AIM OF THE EXERCISE - From the entries below, report how many lines contain the string "contains". Give only that number.

MATERIAL PROVIDED -
use color_eyre::{eyre::eyre, Result};
use serde::{Deserialize, Deserializer};
use std::path::{Path, PathBuf};
use std::time::Duration;

use crate::platform::Platform;

#[derive(Debug, Clone, Default, Deserialize)]
#[serde(default)]
pub struct Config {
  /// Platform picked for ambiguous identifiers without prompting
  #[serde(deserialize_with = "deserialize_platform")]
  pub default_platform: Option<Platform>,
  pub cache: CacheConfig,
  pub fetch: FetchConfig,
  pub agent: AgentConfig,
  /// Direct Jira access; without it Jira tickets go through the agent
  pub jira: Option<JiraConfig>,
  pub github: GithubConfig,
  pub linear: LinearConfig,
}

/// Accepts any spelling `Platform::from_str` does (`linear`, `gh`, `AZURE_DEVOPS`).
fn deserialize_platform<'de, D>(deserializer: D) -> Result<Option<Platform>, D::Error>
where
  D: Deserializer<'de>,
{
  let v: Option<String> = Option::deserialize(deserializer)?;
  v.map(|s| s.parse().map_err(serde::de::Error::custom)).transpose()
}

#[derive(Debug, Clone, Copy, Default, Deserialize, PartialEq, Eq)]
#[serde(rename_all = "lowercase")]
pub enum CacheBackend {
  Memory,
  #[default]
  Sqlite,
  None,
}

#[derive(Debug, Clone, Deserialize)]
#[serde(default)]
pub struct CacheConfig {
  pub backend: CacheBackend,
  pub ttl_secs: u64,
  /// Maximum live entries; `null` or `0` means unbounded
  pub max_entries: Option<usize>,
  /// SQLite database location (defaults to the data directory)
  pub path: Option<PathBuf>,
}

impl Default for CacheConfig {
  fn default() -> Self {
    Self {
      backend: CacheBackend::default(),
      ttl_secs: 3600,
      max_entries: Some(512),
      path: None,
    }
  }
}

impl CacheConfig {
  pub fn ttl(&self) -> Duration {
    Duration::from_secs(self.ttl_secs)
  }
}

#[derive(Debug, Clone, Copy, Deserialize, PartialEq, Eq)]
#[serde(rename_all = "lowercase")]
pub enum FetcherKind {
  Direct,
  Agent,
  None,
}

#[derive(Debug, Clone, Deserialize)]
#[serde(default)]
pub struct FetchConfig {
  pub timeout_secs: u64,
  pub primary: FetcherKind,
  pub fallback: FetcherKind,
}

impl Default for FetchConfig {
  fn default() -> Self {
    Self {
      timeout_secs: 60,
      primary: FetcherKind::Direct,
      fallback: FetcherKind::Agent,
    }
  }
}

impl FetchConfig {
  pub fn timeout(&self) -> Duration {
    Duration::from_secs(self.timeout_secs)
  }
}

#[derive(Debug, Clone, Deserialize)]
#[serde(default)]
pub struct AgentConfig {
  pub command: String,
  pub args: Vec<String>,
}

impl Default for AgentConfig {
  fn default() -> Self {
    Self {
      command: "claude".to_string(),
      args: vec!["-p".to_string()],
    }
  }
}

#[derive(Debug, Clone, Copy, Default, Deserialize, PartialEq, Eq)]
#[serde(rename_all = "lowercase")]
pub enum AuthType {
  /// Auto-detect based on URL: .atlassian.net = cloud, else on-premise
  #[default]
  Auto,
  /// Jira Cloud - uses Basic auth (email + API token as password)
  Cloud,
  /// Jira On-premise - uses Bearer auth (PAT)
  Onpremise,
}

#[derive(Debug, Clone, Deserialize)]
pub struct JiraConfig {
  pub url: String,
  pub email: String,
  /// Authentication type: auto, cloud, or onpremise
  #[serde(default)]
  pub auth_type: AuthType,
}

impl JiraConfig {
  pub fn is_cloud(&self) -> bool {
    match self.auth_type {
      AuthType::Cloud => true,
      AuthType::Onpremise => false,
      AuthType::Auto => self.url.contains(".atlassian.net"),
    }
  }
}

#[derive(Debug, Clone, Deserialize)]
#[serde(default)]
pub struct GithubConfig {
  pub api_url: String,
}

impl Default for GithubConfig {
  fn default() -> Self {
    Self {
      api_url: "https://api.github.com".to_string(),
    }
  }
}

#[derive(Debug, Clone, Deserialize)]
#[serde(default)]
pub struct LinearConfig {
  pub api_url: String,
}

impl Default for LinearConfig {
  fn default() -> Self {
    Self {
      api_url: "https://api.linear.app/graphql".to_string(),
    }
  }
}

impl Config {
  /// Load configuration from file, then apply environment overrides.
  ///
  /// Search order:
  /// 1. Explicit path if provided
  /// 2. ./tix.yaml (current directory)
  /// 3. $XDG_CONFIG_HOME/tix/config.yaml
  ///
  /// Without any file every setting takes its default.
  pub fn load(explicit_path: Option<&Path>) -> Result<Self> {
    let path = if let Some(p) = explicit_path {
      if p.exists() {
        Some(p.to_path_buf())
      } else {
        return Err(eyre!("Config file not found: {}", p.display()));
      }
    } else {
      Self::find_config_file()
    };

    let mut config = match path {
      Some(p) => Self::load_from_path(&p)?,
      None => Self::default(),
    };
    config.apply_overrides(|name| std::env::var(name).ok())?;
    Ok(config)
  }

  fn find_config_file() -> Option<PathBuf> {
    // Check current directory
    let local = PathBuf::from("tix.yaml");
    if local.exists() {
      return Some(local);
    }

    // Check XDG config directory
    if let Some(config_dir) = dirs::config_dir() {
      let xdg_path = config_dir.join("tix").join("config.yaml");
      if xdg_path.exists() {
        return Some(xdg_path);
      }
    }

    None
  }

  fn load_from_path(path: &Path) -> Result<Self> {
    let contents = std::fs::read_to_string(path)
      .map_err(|e| eyre!("Failed to read config file {}: {}", path.display(), e))?;

    let config: Config = serde_yaml::from_str(&contents)
      .map_err(|e| eyre!("Failed to parse config file {}: {}", path.display(), e))?;

    Ok(config)
  }

  /// Apply `TIX_*` overrides. `lookup` resolves a variable name to its value.
  fn apply_overrides(&mut self, lookup: impl Fn(&str) -> Option<String>) -> Result<()> {
    if let Some(v) = lookup("TIX_DEFAULT_PLATFORM") {
      self.default_platform = Some(v.parse().map_err(|e| eyre!("TIX_DEFAULT_PLATFORM: {}", e))?);
    }
    if let Some(v) = lookup("TIX_CACHE_TTL") {
      self.cache.ttl_secs = parse_number("TIX_CACHE_TTL", &v)?;
    }
    if let Some(v) = lookup("TIX_CACHE_MAX_SIZE") {
      self.cache.max_entries = Some(parse_number("TIX_CACHE_MAX_SIZE", &v)?);
    }
    if let Some(v) = lookup("TIX_CACHE_BACKEND") {
      self.cache.backend = match v.trim().to_lowercase().as_str() {
        "memory" => CacheBackend::Memory,
        "sqlite" => CacheBackend::Sqlite,
        "none" => CacheBackend::None,
        other => return Err(eyre!("TIX_CACHE_BACKEND: unknown backend '{}'", other)),
      };
    }
    if let Some(v) = lookup("TIX_FETCH_TIMEOUT") {
      self.fetch.timeout_secs = parse_number("TIX_FETCH_TIMEOUT", &v)?;
    }
    Ok(())
  }

  /// Get the Jira API token from environment variables.
  ///
  /// Checks TIX_JIRA_TOKEN first, then JIRA_API_TOKEN as fallback.
  pub fn jira_token() -> Option<String> {
    first_env(&["TIX_JIRA_TOKEN", "JIRA_API_TOKEN"])
  }

  /// Checks TIX_GITHUB_TOKEN, then GITHUB_TOKEN.
  pub fn github_token() -> Option<String> {
    first_env(&["TIX_GITHUB_TOKEN", "GITHUB_TOKEN"])
  }

  /// Checks TIX_LINEAR_TOKEN, then LINEAR_API_KEY.
  pub fn linear_token() -> Option<String> {
    first_env(&["TIX_LINEAR_TOKEN", "LINEAR_API_KEY"])
  }
}

fn first_env(names: &[&str]) -> Option<String> {
  names
    .iter()
    .filter_map(|name| std::env::var(name).ok())
    .find(|v| !v.trim().is_empty())
}

fn parse_number<T: std::str::FromStr>(name: &str, value: &str) -> Result<T> {
  value
    .trim()
    .parse()
    .map_err(|_| eyre!("{}: expected a non-negative integer, got '{}'", name, value))
}

#[cfg(test)]
mod tests {
  use super::*;
  use std::collections::HashMap;
  use std::io::Write;

  fn write_config(contents: &str) -> tempfile::NamedTempFile {
    let mut file = tempfile::NamedTempFile::new().unwrap();
    file.write_all(contents.as_bytes()).unwrap();
    file
  }

  #[test]
  fn test_defaults() {
    let config = Config::default();
    assert_eq!(config.cache.backend, CacheBackend::Sqlite);
    assert_eq!(config.cache.ttl(), Duration::from_secs(3600));
    assert_eq!(config.cache.max_entries, Some(512));
    assert_eq!(config.fetch.timeout(), Duration::from_secs(60));
    assert_eq!(config.fetch.primary, FetcherKind::Direct);
    assert_eq!(config.fetch.fallback, FetcherKind::Agent);
    assert_eq!(config.agent.command, "claude");
    assert!(config.jira.is_none());
  }

  #[test]
  fn test_load_partial_file() {
    let file = write_config(
      r#"
default_platform: linear
cache:
  backend: memory
  ttl_secs: 60
fetch:
  primary: none
jira:
  url: https://acme.atlassian.net
  email: dev@acme.test
"#,
    );
    let config = Config::load_from_path(file.path()).unwrap();
    assert_eq!(config.default_platform, Some(Platform::Linear));
    assert_eq!(config.cache.backend, CacheBackend::Memory);
    assert_eq!(config.cache.ttl_secs, 60);
    assert_eq!(config.cache.max_entries, Some(512));
    assert_eq!(config.fetch.primary, FetcherKind::None);
    assert_eq!(config.fetch.fallback, FetcherKind::Agent);
    assert!(config.jira.unwrap().is_cloud());
    assert_eq!(config.github.api_url, "https://api.github.com");
  }

  #[test]
  fn test_invalid_file_is_an_error() {
    let file = write_config("cache:\n  backend: floppy\n");
    let err = Config::load_from_path(file.path()).unwrap_err();
    assert!(err.to_string().contains("Failed to parse config file"));
  }

  #[test]
  fn test_explicit_missing_path_is_an_error() {
    assert!(Config::load(Some(Path::new("/definitely/not/here/tix.yaml"))).is_err());
  }

  #[test]
  fn test_env_overrides_file() {
    let file = write_config("cache:\n  ttl_secs: 60\n");
    let mut config = Config::load_from_path(file.path()).unwrap();
    let env: HashMap<&str, &str> = [
      ("TIX_CACHE_TTL", "120"),
      ("TIX_CACHE_MAX_SIZE", "10"),
      ("TIX_CACHE_BACKEND", "none"),
      ("TIX_FETCH_TIMEOUT", "5"),
      ("TIX_DEFAULT_PLATFORM", "gh"),
    ]
    .into_iter()
    .collect();
    config
      .apply_overrides(|name| env.get(name).map(|v| v.to_string()))
      .unwrap();

    assert_eq!(config.cache.ttl_secs, 120);
    assert_eq!(config.cache.max_entries, Some(10));
    assert_eq!(config.cache.backend, CacheBackend::None);
    assert_eq!(config.fetch.timeout_secs, 5);
    assert_eq!(config.default_platform, Some(Platform::Github));
  }

  #[test]
  fn test_bad_env_value_is_an_error() {
    let mut config = Config::default();
    let err = config
      .apply_overrides(|name| (name == "TIX_CACHE_TTL").then(|| "soon".to_string()))
      .unwrap_err();
    assert!(err.to_string().contains("TIX_CACHE_TTL"));
  }

  #[test]
  fn test_jira_auth_detection() {
    let mut jira = JiraConfig {
      url: "https://jira.internal.example".into(),
      email: "dev@example.test".into(),
      auth_type: AuthType::Auto,
    };
    assert!(!jira.is_cloud());
    jira.auth_type = AuthType::Cloud;
    assert!(jira.is_cloud());
  }
}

TASK ANSWER - 3